- EXERCISE DESCRIPTION:
Please retype the records below exactly, from the first line down to and including the line with "a managed-device id.".

*** Opening of EXCERPTED DATA ***

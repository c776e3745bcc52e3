//! Core data model: identities, group memberships, and assignment records.
//!
//! Everything here is a value recomputed per query. The only structure built
//! incrementally is [`MembershipMap`], which is frozen for reading once the
//! aggregator returns it.

use std::collections::{hash_map::Entry, HashMap};
use std::fmt;

use serde::{Deserialize, Serialize};

/// Whether an operation addresses the managed device itself or its
/// associated user. Also used as the audience of an assignment target.
#[derive(Debug, Clone, Copy, PartialEq, Eq, Hash, Serialize, Deserialize)]
#[serde(rename_all = "lowercase")]
pub enum TargetKind {
    Device,
    User,
}

impl TargetKind {
    /// Lowercase noun for user-facing messages.
    pub fn as_noun(&self) -> &'static str {
        match self {
            TargetKind::Device => "device",
            TargetKind::User => "user",
        }
    }
}

impl fmt::Display for TargetKind {
    fn fmt(&self, f: &mut fmt::Formatter<'_>) -> fmt::Result {
        match self {
            TargetKind::Device => write!(f, "Device"),
            TargetKind::User => write!(f, "User"),
        }
    }
}

/// A resolved directory identity behind a managed-device id.
#[derive(Debug, Clone, PartialEq, Eq, Serialize, Deserialize)]
#[serde(rename_all = "camelCase")]
pub struct Identity {
    /// The opaque managed-device id the resolution started from.
    pub mdm_id: String,
    /// The identity provider's object id for the device or user.
    pub directory_id: String,
    pub display_name: String,
    pub kind: TargetKind,
}

/// The device identity plus the optional user identity the assignment views
/// operate on. Device resolution is fatal on failure; user resolution
/// degrades to `None`.
#[derive(Debug, Clone, PartialEq, Eq)]
pub struct ResolvedSubjects {
    pub device: Identity,
    pub user: Option<Identity>,
}

impl ResolvedSubjects {
    pub fn has_user(&self) -> bool {
        self.user.is_some()
    }

    pub fn user_directory_id(&self) -> Option<&str> {
        self.user.as_ref().map(|u| u.directory_id.as_str())
    }
}

/// A directory group as returned by membership, search, and creation calls.
#[derive(Debug, Clone, PartialEq, Eq, Serialize, Deserialize)]
#[serde(rename_all = "camelCase")]
pub struct GroupInfo {
    pub id: String,
    pub display_name: String,
    /// Membership computed by a rule engine; such groups cannot be modified
    /// manually.
    pub is_dynamic: bool,
}

/// One entry of the aggregated membership map.
#[derive(Debug, Clone, PartialEq, Eq)]
pub struct GroupMembership {
    pub group_id: String,
    pub display_name: String,
    pub is_dynamic: bool,
}

/// Union of up to four membership feeds (device/user x direct/transitive),
/// keyed by group id.
///
/// Duplicates across feeds collapse: the display name is last-write-wins
/// (the source is consistent, so this is idempotent) and the dynamic flag is
/// sticky once any feed reported it.
#[derive(Debug, Clone, Default)]
pub struct MembershipMap {
    groups: HashMap<String, GroupMembership>,
}

impl MembershipMap {
    pub fn new() -> Self {
        Self::default()
    }

    /// Merges one membership feed into the map.
    pub fn absorb(&mut self, feed: impl IntoIterator<Item = GroupInfo>) {
        for group in feed {
            match self.groups.entry(group.id.clone()) {
                Entry::Occupied(mut entry) => {
                    let existing = entry.get_mut();
                    existing.display_name = group.display_name;
                    existing.is_dynamic |= group.is_dynamic;
                }
                Entry::Vacant(slot) => {
                    slot.insert(GroupMembership {
                        group_id: group.id,
                        display_name: group.display_name,
                        is_dynamic: group.is_dynamic,
                    });
                }
            }
        }
    }

    pub fn contains(&self, group_id: &str) -> bool {
        self.groups.contains_key(group_id)
    }

    pub fn name_of(&self, group_id: &str) -> Option<&str> {
        self.groups.get(group_id).map(|g| g.display_name.as_str())
    }

    pub fn is_dynamic(&self, group_id: &str) -> bool {
        self.groups.get(group_id).is_some_and(|g| g.is_dynamic)
    }

    pub fn len(&self) -> usize {
        self.groups.len()
    }

    pub fn is_empty(&self) -> bool {
        self.groups.is_empty()
    }

    pub fn iter(&self) -> impl Iterator<Item = &GroupMembership> {
        self.groups.values()
    }
}

/// Closed decode of the `@odata.type` discriminator carried by a raw
/// assignment target. Decoded once at the API-client boundary so everything
/// downstream pattern-matches instead of re-scanning strings.
#[derive(Debug, Clone, PartialEq, Eq)]
pub enum TargetDescriptor {
    Group {
        group_id: String,
        exclusion: bool,
        /// Audience hinted by the discriminator string itself.
        audience: TargetKind,
    },
    AllDevices,
    AllUsers,
    /// Anything the decoder does not recognize, carrying the raw
    /// discriminator for display and logging.
    Unknown { raw: String },
}

impl TargetDescriptor {
    /// Decodes a raw discriminator plus the optional group id that
    /// accompanies group targets on the wire.
    ///
    /// Matching is case-insensitive on the known substring markers. A group
    /// marker without a group id is malformed and decodes to `Unknown`.
    pub fn decode(odata_type: &str, group_id: Option<&str>) -> Self {
        let raw = odata_type.trim();
        let tag = raw.to_ascii_lowercase();
        if tag.contains("groupassignmenttarget") {
            if let Some(id) = group_id.filter(|id| !id.is_empty()) {
                return TargetDescriptor::Group {
                    group_id: id.to_string(),
                    exclusion: tag.contains("exclusion"),
                    audience: if tag.contains("user") {
                        TargetKind::User
                    } else {
                        TargetKind::Device
                    },
                };
            }
            return TargetDescriptor::Unknown { raw: raw.to_string() };
        }
        if tag.contains("alldevicesassignmenttarget") {
            return TargetDescriptor::AllDevices;
        }
        if tag.contains("allusersassignmenttarget") || tag.contains("alllicensedusersassignmenttarget")
        {
            return TargetDescriptor::AllUsers;
        }
        TargetDescriptor::Unknown { raw: raw.to_string() }
    }
}

/// One raw assignment target as returned by the API client.
#[derive(Debug, Clone, PartialEq, Eq)]
pub struct AssignmentSpec {
    pub descriptor: TargetDescriptor,
    /// Assignment intent where the domain carries one (applications,
    /// configuration); falls back to the inventory intent for apps.
    pub intent: Option<String>,
}

impl AssignmentSpec {
    pub fn new(descriptor: TargetDescriptor) -> Self {
        Self { descriptor, intent: None }
    }
}

/// What a surviving assignment target points at.
#[derive(Debug, Clone, Copy, PartialEq, Eq, Serialize, Deserialize)]
#[serde(rename_all = "camelCase")]
pub enum AssignmentKind {
    ExplicitGroup,
    AllDevices,
    AllUsers,
    /// Synthesized placeholder rows and unrecognized descriptors kept for
    /// display.
    Other,
}

/// How the identity relates to the target.
#[derive(Debug, Clone, Copy, PartialEq, Eq, Serialize, Deserialize)]
#[serde(rename_all = "camelCase")]
pub enum MembershipKind {
    Direct,
    Virtual,
    Exclude,
}

impl fmt::Display for MembershipKind {
    fn fmt(&self, f: &mut fmt::Formatter<'_>) -> fmt::Result {
        match self {
            MembershipKind::Direct => write!(f, "Direct"),
            MembershipKind::Virtual => write!(f, "Virtual"),
            MembershipKind::Exclude => write!(f, "Exclude"),
        }
    }
}

/// A resolved, displayable assignment target.
#[derive(Debug, Clone, PartialEq, Eq, Serialize, Deserialize)]
#[serde(rename_all = "camelCase")]
pub struct AssignmentTarget {
    pub kind: AssignmentKind,
    #[serde(skip_serializing_if = "Option::is_none", default)]
    pub group_id: Option<String>,
    pub group_name: String,
    /// `None` renders as "-" (placeholder and unknown rows).
    #[serde(skip_serializing_if = "Option::is_none", default)]
    pub membership_kind: Option<MembershipKind>,
    #[serde(skip_serializing_if = "Option::is_none", default)]
    pub audience: Option<TargetKind>,
    #[serde(skip_serializing_if = "Option::is_none", default)]
    pub intent: Option<String>,
}

impl AssignmentTarget {
    /// The placeholder target synthesized for compliance policies that end
    /// up with no surviving assignments.
    pub fn no_assignments() -> Self {
        AssignmentTarget {
            kind: AssignmentKind::Other,
            group_id: None,
            group_name: "No Assignments".to_string(),
            membership_kind: None,
            audience: None,
            intent: None,
        }
    }
}

/// One policy/app/script with its surviving targets.
#[derive(Debug, Clone, PartialEq, Eq, Serialize, Deserialize)]
#[serde(rename_all = "camelCase")]
pub struct AssignmentRecord {
    pub subject_name: String,
    /// Domain-specific supplemental text: compliance status, app install
    /// state, script description.
    #[serde(skip_serializing_if = "Option::is_none", default)]
    pub detail: Option<String>,
    pub targets: Vec<AssignmentTarget>,
    /// Set when this item's assignment fetch failed; such records carry zero
    /// targets and are always kept.
    #[serde(skip_serializing_if = "Option::is_none", default)]
    pub error: Option<String>,
}

/// The four independent assignment feeds.
#[derive(Debug, Clone, Copy, PartialEq, Eq, Hash, Serialize, Deserialize)]
#[serde(rename_all = "lowercase")]
pub enum AssignmentDomain {
    Configuration,
    Compliance,
    Application,
    Script,
}

impl AssignmentDomain {
    pub const ALL: [AssignmentDomain; 4] = [
        AssignmentDomain::Configuration,
        AssignmentDomain::Compliance,
        AssignmentDomain::Application,
        AssignmentDomain::Script,
    ];
}

impl fmt::Display for AssignmentDomain {
    fn fmt(&self, f: &mut fmt::Formatter<'_>) -> fmt::Result {
        match self {
            AssignmentDomain::Configuration => write!(f, "configuration"),
            AssignmentDomain::Compliance => write!(f, "compliance"),
            AssignmentDomain::Application => write!(f, "application"),
            AssignmentDomain::Script => write!(f, "script"),
        }
    }
}

#[cfg(test)]
mod tests {
    use super::*;

    fn group(id: &str, name: &str, dynamic: bool) -> GroupInfo {
        GroupInfo {
            id: id.to_string(),
            display_name: name.to_string(),
            is_dynamic: dynamic,
        }
    }

    #[test]
    fn membership_map_unions_feeds() {
        let mut map = MembershipMap::new();
        map.absorb(vec![group("g1", "Engineering", false)]);
        map.absorb(vec![group("g2", "AllInterns", true), group("g3", "VPN", false)]);
        assert_eq!(map.len(), 3);
        assert!(map.contains("g1"));
        assert_eq!(map.name_of("g2"), Some("AllInterns"));
        assert!(map.is_dynamic("g2"));
        assert!(!map.is_dynamic("g1"));
    }

    #[test]
    fn membership_map_dynamic_flag_is_sticky() {
        let mut map = MembershipMap::new();
        map.absorb(vec![group("g1", "Interns", true)]);
        // A later feed without the marker must not clear the flag.
        map.absorb(vec![group("g1", "Interns (renamed)", false)]);
        assert!(map.is_dynamic("g1"));
        assert_eq!(map.name_of("g1"), Some("Interns (renamed)"));
    }

    #[test]
    fn decode_group_target() {
        let descriptor =
            TargetDescriptor::decode("#microsoft.graph.groupAssignmentTarget", Some("g1"));
        assert_eq!(
            descriptor,
            TargetDescriptor::Group {
                group_id: "g1".to_string(),
                exclusion: false,
                audience: TargetKind::Device,
            }
        );
    }

    #[test]
    fn decode_exclusion_group_target() {
        let descriptor = TargetDescriptor::decode(
            "#microsoft.graph.exclusionGroupAssignmentTarget",
            Some("g9"),
        );
        match descriptor {
            TargetDescriptor::Group { exclusion, .. } => assert!(exclusion),
            other => panic!("unexpected descriptor: {other:?}"),
        }
    }

    #[test]
    fn decode_is_case_insensitive() {
        assert_eq!(
            TargetDescriptor::decode("#Microsoft.Graph.AllDevicesAssignmentTarget", None),
            TargetDescriptor::AllDevices
        );
        assert_eq!(
            TargetDescriptor::decode("#microsoft.graph.ALLUSERSASSIGNMENTTARGET", None),
            TargetDescriptor::AllUsers
        );
    }

    #[test]
    fn decode_licensed_users_variant() {
        assert_eq!(
            TargetDescriptor::decode("#microsoft.graph.allLicensedUsersAssignmentTarget", None),
            TargetDescriptor::AllUsers
        );
    }

    #[test]
    fn decode_unknown_keeps_raw() {
        let descriptor =
            TargetDescriptor::decode(" #microsoft.graph.configurationManagerCollection ", None);
        assert_eq!(
            descriptor,
            TargetDescriptor::Unknown {
                raw: "#microsoft.graph.configurationManagerCollection".to_string()
            }
        );
    }

    #[test]
    fn decode_group_marker_without_id_is_unknown() {
        let descriptor = TargetDescriptor::decode("#microsoft.graph.groupAssignmentTarget", None);
        assert!(matches!(descriptor, TargetDescriptor::Unknown { .. }));
    }

    #[test]
    fn assignment_record_serializes_camel_case() {
        let record = AssignmentRecord {
            subject_name: "Baseline".to_string(),
            detail: None,
            targets: vec![AssignmentTarget {
                kind: AssignmentKind::ExplicitGroup,
                group_id: Some("g1".to_string()),
                group_name: "Engineering".to_string(),
                membership_kind: Some(MembershipKind::Direct),
                audience: Some(TargetKind::Device),
                intent: None,
            }],
            error: None,
        };
        let json = serde_json::to_value(&record).expect("serialize");
        assert_eq!(json["subjectName"], "Baseline");
        assert_eq!(json["targets"][0]["groupName"], "Engineering");
        assert_eq!(json["targets"][0]["membershipKind"], "direct");
    }
}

*** Close of EXCERPTED DATA ***

- SOLUTION:
repository c776e3745bcc52e3
//! Core data model: identities, group memberships, and assignment records.
//!
//! Everything here is a value recomputed per query. The only structure built
//! incrementally is [`MembershipMap`], which is frozen for reading once the
//! aggregator returns it.

use std::collections::{hash_map::Entry, HashMap};
use std::fmt;

use serde::{Deserialize, Serialize};

/// Whether an operation addresses the managed device itself or its
/// associated user. Also used as the audience of an assignment target.
#[derive(Debug, Clone, Copy, PartialEq, Eq, Hash, Serialize, Deserialize)]
#[serde(rename_all = "lowercase")]
pub enum TargetKind {
    Device,
    User,
}

impl TargetKind {
    /// Lowercase noun for user-facing messages.
    pub fn as_noun(&self) -> &'static str {
        match self {
            TargetKind::Device => "device",
            TargetKind::User => "user",
        }
    }
}

impl fmt::Display for TargetKind {
    fn fmt(&self, f: &mut fmt::Formatter<'_>) -> fmt::Result {
        match self {
            TargetKind::Device => write!(f, "Device"),
            TargetKind::User => write!(f, "User"),
        }
    }
}

/// A resolved directory identity behind a managed-device id.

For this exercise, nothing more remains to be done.